Introduction: Systemic sclerosis (SSc) is a connective tissue disease characterized by dysregulated immunity and fibrosis of the skin and internal organs. SSc-related interstitial lung disease (SSc-ILD) occurs in over half of patients with SSc and is the leading cause of disease specific mortality. Predicting which patients will develop SSc-ILD is difficult. Treatments are often delayed and have variable efficacy. We hypothesize that the non-invasive skin transcriptome can serve as an intermediate phenotype to study the development of lung function impairment.

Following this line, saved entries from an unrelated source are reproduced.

//! Parameter codec for Privly links
//!
//! Provides the leaf building blocks for working with Privly URLs:
//! - [`QueryParams`]: order-preserving query-string parse/encode
//! - [`AppName`]: validated application-name newtype (letters only)
//! - [`manage_url`]: JSON-to-HTML link rewrite for management links

#![warn(unreachable_pub)]
#![allow(missing_docs)]

pub mod app_name;
pub mod error;
pub mod query;
pub mod rewrite;

pub use app_name::AppName;
pub use error::ParamError;
pub use query::QueryParams;
pub use rewrite::manage_url;

/// Version of this crate
pub const VERSION: &str = env!("CARGO_PKG_VERSION");
//! Error types for the extension bridge

/// Bridge errors
#[derive(Debug, Clone, PartialEq, Eq, thiserror::Error)]
pub enum BridgeError {
    /// An inbound message arrived from an origin other than the trusted
    /// extension origin
    #[error("inbound message from untrusted origin: {origin}")]
    UntrustedOrigin {
        /// Origin the message claimed
        origin: String,
    },

    /// The outbound channel is gone (host shut down)
    #[error("outbound channel closed")]
    ChannelClosed,
}
use std::cell::RefCell;
use std::rc::Rc;

use tether_core::{Dispose, SyncedRef, disposable_effect, remember_with_seed};

use crate::{ChangeRecord, Element, MutationCallback, Observation, ObserveError, ObserveOptions};

struct Active {
    target: Element,
    options: ObserveOptions,
    observation: Observation,
}

/// Keeps at most one observation alive and forwards its records to the
/// latest callback.
pub struct MutationWatcher {
    callback: Rc<SyncedRef<MutationCallback>>,
    active: RefCell<Option<Active>>,
}

impl MutationWatcher {
    pub fn new(callback: impl Fn(&[ChangeRecord]) + 'static) -> Self {
        Self {
            callback: Rc::new(SyncedRef::new(Rc::new(callback))),
            active: RefCell::new(None),
        }
    }

    /// Replaces the callback without touching the subscription.
    pub fn set_callback(&self, callback: impl Fn(&[ChangeRecord]) + 'static) {
        self.callback.set(Rc::new(callback));
    }

    /// Drops the current subscription and, for `Some(target)`, attaches a new
    /// one. `None` leaves the watcher idle.
    pub fn watch(&self, target: Option<&Element>, options: &ObserveOptions) -> Result<(), ObserveError> {
        self.release();
        let Some(target) = target else {
            return Ok(());
        };

        let latest = self.callback.clone();
        let observation = target.observe(options.clone(), move |records| {
            let callback = latest.current();
            callback(records)
        })?;

        *self.active.borrow_mut() = Some(Active {
            target: target.clone(),
            options: options.clone(),
            observation,
        });
        Ok(())
    }

    pub fn release(&self) {
        let active = self.active.borrow_mut().take();
        if let Some(active) = active {
            active.observation.disconnect();
        }
    }

    pub fn is_active(&self) -> bool {
        self.active
            .borrow()
            .as_ref()
            .is_some_and(|a| a.observation.is_connected())
    }

    pub fn target(&self) -> Option<Element> {
        self.active.borrow().as_ref().map(|a| a.target.clone())
    }

    pub fn options(&self) -> Option<ObserveOptions> {
        self.active.borrow().as_ref().map(|a| a.options.clone())
    }
}

impl Drop for MutationWatcher {
    fn drop(&mut self) {
        self.release();
    }
}

/// Observes `target` for the lifetime of the owning surface.
///
/// Re-subscribes when `target` or `options` change; `callback` changes only
/// swap the function records are forwarded to. A `None` target observes
/// nothing.
pub fn mutation_watcher(
    target: Option<&Element>,
    options: ObserveOptions,
    callback: impl Fn(&[ChangeRecord]) + 'static,
) -> Rc<MutationWatcher> {
    let (watcher, unused) = remember_with_seed(callback, |cb| MutationWatcher::new(cb));
    if let Some(callback) = unused {
        watcher.set_callback(callback);
    }

    let target = target.cloned();
    let key = (target.clone(), options.clone());
    disposable_effect(key, {
        let watcher = watcher.clone();
        move || {
            if let Err(err) = watcher.watch(target.as_ref(), &options) {
                log::warn!("mutation_watcher: not observing: {err}");
            }
            Dispose::new(move || watcher.release())
        }
    });

    watcher
}
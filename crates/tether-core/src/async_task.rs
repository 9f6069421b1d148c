//! # Async tasks
//!
//! `AsyncTask<T>` runs one asynchronous operation at a time and exposes its
//! progress as plain data (`AsyncState<T>`). Each run is tagged with a
//! generation; when a newer run starts, results of older ones are dropped on
//! arrival, so out-of-order completions never overwrite fresher data.
//!
//! Inside a surface, `produce_async` re-runs the operation whenever its
//! dependencies change:
//!
//! ```rust
//! use futures::executor::LocalPool;
//! use tether_core::*;
//!
//! let mut pool = LocalPool::new();
//! let surface = Surface::new("profile").with_spawner(pool.spawner());
//!
//! let render = |user_id: u32| {
//!     async_state(user_id, move || async move {
//!         Ok::<_, std::convert::Infallible>(format!("user {user_id}"))
//!     })
//! };
//!
//! assert!(surface.compose(|| render(1)).unwrap().pending);
//! pool.run_until_stalled();
//! let state = surface.compose(|| render(1)).unwrap();
//! assert_eq!(state.value.as_deref(), Some("user 1"));
//! ```

use std::cell::RefCell;
use std::fmt::Display;
use std::future::Future;
use std::rc::Rc;

use futures::future::{FutureExt, LocalBoxFuture};
use futures::task::{LocalSpawn, LocalSpawnExt};

use crate::{Signal, Spawner, SubId, TaskError, current_spawner, remember, unmount_effect};

#[derive(Clone, Copy, Debug, PartialEq, Eq, Hash)]
#[cfg_attr(feature = "serde", derive(serde::Serialize, serde::Deserialize))]
pub enum AsyncStatus {
    Idle,
    Pending,
    Resolved,
    Rejected,
}

/// Snapshot of an `AsyncTask`, read synchronously while rendering.
#[derive(Clone, Debug, PartialEq)]
pub struct AsyncState<T> {
    pub pending: bool,
    pub value: Option<T>,
    pub error: Option<TaskError>,
}

impl<T> Default for AsyncState<T> {
    fn default() -> Self {
        Self {
            pending: false,
            value: None,
            error: None,
        }
    }
}

impl<T> AsyncState<T> {
    pub fn status(&self) -> AsyncStatus {
        if self.pending {
            AsyncStatus::Pending
        } else if self.error.is_some() {
            AsyncStatus::Rejected
        } else if self.value.is_some() {
            AsyncStatus::Resolved
        } else {
            AsyncStatus::Idle
        }
    }
}

type Factory<T> = Rc<dyn Fn() -> LocalBoxFuture<'static, Result<T, TaskError>>>;

struct TaskInner<T> {
    generation: u64,
    pending: bool,
    value: Option<T>,
    error: Option<TaskError>,
    factory: Option<Factory<T>>,
    spawner: Option<Spawner>,
}

pub struct AsyncTask<T: 'static> {
    inner: Rc<RefCell<TaskInner<T>>>,
    revision: Signal<u64>,
}

impl<T> Clone for AsyncTask<T> {
    fn clone(&self) -> Self {
        Self {
            inner: self.inner.clone(),
            revision: self.revision.clone(),
        }
    }
}

impl<T> Default for AsyncTask<T> {
    fn default() -> Self {
        Self::new()
    }
}

impl<T> AsyncTask<T> {
    pub fn new() -> Self {
        Self {
            inner: Rc::new(RefCell::new(TaskInner {
                generation: 0,
                pending: false,
                value: None,
                error: None,
                factory: None,
                spawner: None,
            })),
            revision: Signal::new(0),
        }
    }

    pub fn state(&self) -> AsyncState<T>
    where
        T: Clone,
    {
        let inner = self.inner.borrow();
        AsyncState {
            pending: inner.pending,
            value: inner.value.clone(),
            error: inner.error.clone(),
        }
    }

    pub fn generation(&self) -> u64 {
        self.inner.borrow().generation
    }

    pub fn is_pending(&self) -> bool {
        self.inner.borrow().pending
    }

    /// Starts a new generation: clears value and error and marks the task pending.
    pub fn begin(&self) -> u64 {
        let generation = {
            let mut inner = self.inner.borrow_mut();
            inner.generation += 1;
            inner.pending = true;
            inner.value = None;
            inner.error = None;
            inner.generation
        };
        log::debug!("async task generation {generation} started");
        self.bump();
        generation
    }

    /// Commits `outcome` if `generation` is still the current, unsettled one.
    pub fn settle(&self, generation: u64, outcome: Result<T, TaskError>) -> bool {
        {
            let mut inner = self.inner.borrow_mut();
            if inner.generation != generation || !inner.pending {
                log::trace!(
                    "discarding result of generation {generation} (current {})",
                    inner.generation
                );
                return false;
            }
            inner.pending = false;
            match outcome {
                Ok(value) => inner.value = Some(value),
                Err(err) => {
                    log::debug!("async task generation {generation} failed: {err}");
                    inner.error = Some(err);
                }
            }
        }
        self.bump();
        true
    }

    /// Begins a generation and spawns `fut`, settling its result with that generation.
    pub fn launch<Fut, E>(&self, spawner: &dyn LocalSpawn, fut: Fut) -> u64
    where
        Fut: Future<Output = Result<T, E>> + 'static,
        E: Display + 'static,
    {
        let generation = self.begin();
        let task = self.downgrade();
        let driver = async move {
            let outcome = fut.await.map_err(TaskError::failed);
            match task.upgrade() {
                Some(task) => {
                    task.settle(generation, outcome);
                }
                None => log::trace!("async task dropped before generation {generation} settled"),
            }
        };

        if let Err(err) = spawner.spawn_local(driver) {
            log::warn!("failed to spawn async task: {err}");
            self.settle(
                generation,
                Err(TaskError::new(format!("failed to spawn task: {err}"))),
            );
        }
        generation
    }

    pub fn set_factory<Fut, E>(&self, factory: impl Fn() -> Fut + 'static)
    where
        Fut: Future<Output = Result<T, E>> + 'static,
        E: Display + 'static,
    {
        let factory: Factory<T> = Rc::new(move || {
            let fut = factory();
            async move { fut.await.map_err(TaskError::failed) }.boxed_local()
        });
        self.inner.borrow_mut().factory = Some(factory);
    }

    pub fn set_spawner(&self, spawner: Option<Spawner>) {
        self.inner.borrow_mut().spawner = spawner;
    }

    /// Runs the latest factory again. `false` if no factory or spawner is configured.
    pub fn retry(&self) -> bool {
        let (factory, spawner) = {
            let inner = self.inner.borrow();
            (inner.factory.clone(), inner.spawner.clone())
        };
        match (factory, spawner) {
            (Some(factory), Some(spawner)) => {
                self.launch(spawner.as_local_spawn(), factory());
                true
            }
            _ => false,
        }
    }

    /// Makes any in-flight result inert. Value and error are kept.
    pub fn cancel(&self) {
        let was_pending = {
            let mut inner = self.inner.borrow_mut();
            inner.generation += 1;
            std::mem::replace(&mut inner.pending, false)
        };
        if was_pending {
            log::debug!("async task cancelled while pending");
            self.bump();
        }
    }

    /// Called after every state transition.
    pub fn subscribe(&self, f: impl Fn() + 'static) -> SubId {
        self.revision.subscribe(move |_| f())
    }

    pub fn unsubscribe(&self, id: SubId) -> bool {
        self.revision.unsubscribe(id)
    }

    fn bump(&self) {
        self.revision.update(|r| *r += 1);
    }

    fn downgrade(&self) -> WeakTask<T> {
        WeakTask {
            inner: Rc::downgrade(&self.inner),
            revision: self.revision.clone(),
        }
    }
}

struct WeakTask<T: 'static> {
    inner: std::rc::Weak<RefCell<TaskInner<T>>>,
    revision: Signal<u64>,
}

impl<T> WeakTask<T> {
    fn upgrade(&self) -> Option<AsyncTask<T>> {
        self.inner.upgrade().map(|inner| AsyncTask {
            inner,
            revision: self.revision.clone(),
        })
    }
}

/// Remembers an `AsyncTask` that runs `factory` on the first pass and again
/// whenever `deps` changes. Teardown cancels it.
pub fn produce_async<K, T, E, Fut>(deps: K, factory: impl Fn() -> Fut + 'static) -> AsyncTask<T>
where
    K: PartialEq + 'static,
    T: 'static,
    E: Display + 'static,
    Fut: Future<Output = Result<T, E>> + 'static,
{
    let task = remember(AsyncTask::<T>::new);
    let last_deps = remember(|| RefCell::new(None::<K>));

    task.set_factory(factory);
    task.set_spawner(current_spawner());

    unmount_effect({
        let task = (*task).clone();
        move || task.cancel()
    });

    let changed = last_deps.borrow().as_ref() != Some(&deps);
    if changed {
        *last_deps.borrow_mut() = Some(deps);
        if !task.retry() {
            let generation = task.begin();
            task.settle(
                generation,
                Err(TaskError::new("no executor attached to surface")),
            );
        }
    }

    (*task).clone()
}

/// `produce_async(deps, factory).state()`
pub fn async_state<K, T, E, Fut>(deps: K, factory: impl Fn() -> Fut + 'static) -> AsyncState<T>
where
    K: PartialEq + 'static,
    T: Clone + 'static,
    E: Display + 'static,
    Fut: Future<Output = Result<T, E>> + 'static,
{
    produce_async(deps, factory).state()
}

Methods: The Gene Expression Omnibus repository was searched using the terms scleroderma, expression profiling by array and Homo Sapiens. Two datasets were selected. Weighted gene correlation analysis (WGCNA) was used to determine clusters of highly correlated genes (modules). Modules with significant overlap between datasets were identified and pathway analysis was performed.
Results: In the first dataset, WGCNA identified 13 modules correlated with skin score, and 7 modules correlated with skin score and lung function in the second dataset. Using genes overlapping these significant modules, 10 groups of overlapping modules were identified. Pathway analysis of these modules was enriched for cytokine-cytokine receptor interaction, extra cellular matrix receptor interaction and chemokine signaling.
Conclusion: Skin transcriptomic profiles of two distinct datasets identified multiple gene networks associated with severity of skin involvement and lung function in SSc. These non-invasive signatures have the potential to identify patients at risk of lung disease and may define pathways for novel pharmacologic targets.